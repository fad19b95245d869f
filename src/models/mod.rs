//! Records mirrored from the store's tables plus the insert/update shapes
//! the stores accept.

/// Declares a closed set of lowercase text values stored in a `TEXT` column.
macro_rules! text_enum {
    ($(#[$meta:meta])* $name:ident { $($variant:ident => $text:literal),+ $(,)? }) => {
        $(#[$meta])*
        #[derive(
            Debug, Clone, Copy, PartialEq, Eq, PartialOrd, Ord, Hash, serde::Serialize, serde::Deserialize,
        )]
        pub enum $name {
            $(
                #[serde(rename = $text)]
                $variant,
            )+
        }

        impl $name {
            pub const ALL: &'static [$name] = &[$($name::$variant),+];

            pub fn as_str(&self) -> &'static str {
                match self {
                    $($name::$variant => $text,)+
                }
            }
        }

        impl std::fmt::Display for $name {
            fn fmt(&self, f: &mut std::fmt::Formatter<'_>) -> std::fmt::Result {
                f.write_str(self.as_str())
            }
        }

        impl std::str::FromStr for $name {
            type Err = crate::models::ParseEnumError;

            fn from_str(s: &str) -> Result<Self, Self::Err> {
                match s {
                    $($text => Ok($name::$variant),)+
                    other => Err(crate::models::ParseEnumError {
                        kind: stringify!($name),
                        value: other.to_string(),
                    }),
                }
            }
        }

        impl TryFrom<String> for $name {
            type Error = crate::models::ParseEnumError;

            fn try_from(value: String) -> Result<Self, Self::Error> {
                value.parse()
            }
        }
    };
}

pub mod application;
pub mod calendar_event;
pub mod job;
pub mod message;
pub mod notification;
pub mod payment;
pub mod saved_job;
pub mod task;
pub mod user;

#[derive(Debug, Clone, thiserror::Error)]
#[error("invalid {kind} value: {value}")]
pub struct ParseEnumError {
    pub kind: &'static str,
    pub value: String,
}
* * * * *
— Required work —
Return every entry exactly as given.

— Answer for this exercise —
repository fad19b95245d869f
filename src/models/mod.rs
//! Records mirrored from the store's tables plus the insert/update shapes
//! the stores accept.

/// Declares a closed set of lowercase text values stored in a `TEXT` column.
macro_rules! text_enum {
    ($(#[$meta:meta])* $name:ident { $($variant:ident => $text:literal),+ $(,)? }) => {
        $(#[$meta])*
        #[derive(
            Debug, Clone, Copy, PartialEq, Eq, PartialOrd, Ord, Hash, serde::Serialize, serde::Deserialize,
        )]
        pub enum $name {
            $(
                #[serde(rename = $text)]
                $variant,
            )+
        }

        impl $name {
            pub const ALL: &'static [$name] = &[$($name::$variant),+];

            pub fn as_str(&self) -> &'static str {
                match self {
                    $($name::$variant => $text,)+
                }
            }
        }

        impl std::fmt::Display for $name {
            fn fmt(&self, f: &mut std::fmt::Formatter<'_>) -> std::fmt::Result {
                f.write_str(self.as_str())
            }
        }

        impl std::str::FromStr for $name {
            type Err = crate::models::ParseEnumError;

            fn from_str(s: &str) -> Result<Self, Self::Err> {
                match s {
                    $($text => Ok($name::$variant),)+
                    other => Err(crate::models::ParseEnumError {
                        kind: stringify!($name),
                        value: other.to_string(),
                    }),
                }
            }
        }

        impl TryFrom<String> for $name {
            type Error = crate::models::ParseEnumError;

            fn try_from(value: String) -> Result<Self, Self::Error> {
                value.parse()
            }
        }
    };
}

pub mod application;
pub mod calendar_event;
pub mod job;
pub mod message;
pub mod notification;
pub mod payment;
pub mod saved_job;
pub mod task;
pub mod user;

#[derive(Debug, Clone, thiserror::Error)]
#[error("invalid {kind} value: {value}")]
pub struct ParseEnumError {
    pub kind: &'static str,
    pub value: String,
}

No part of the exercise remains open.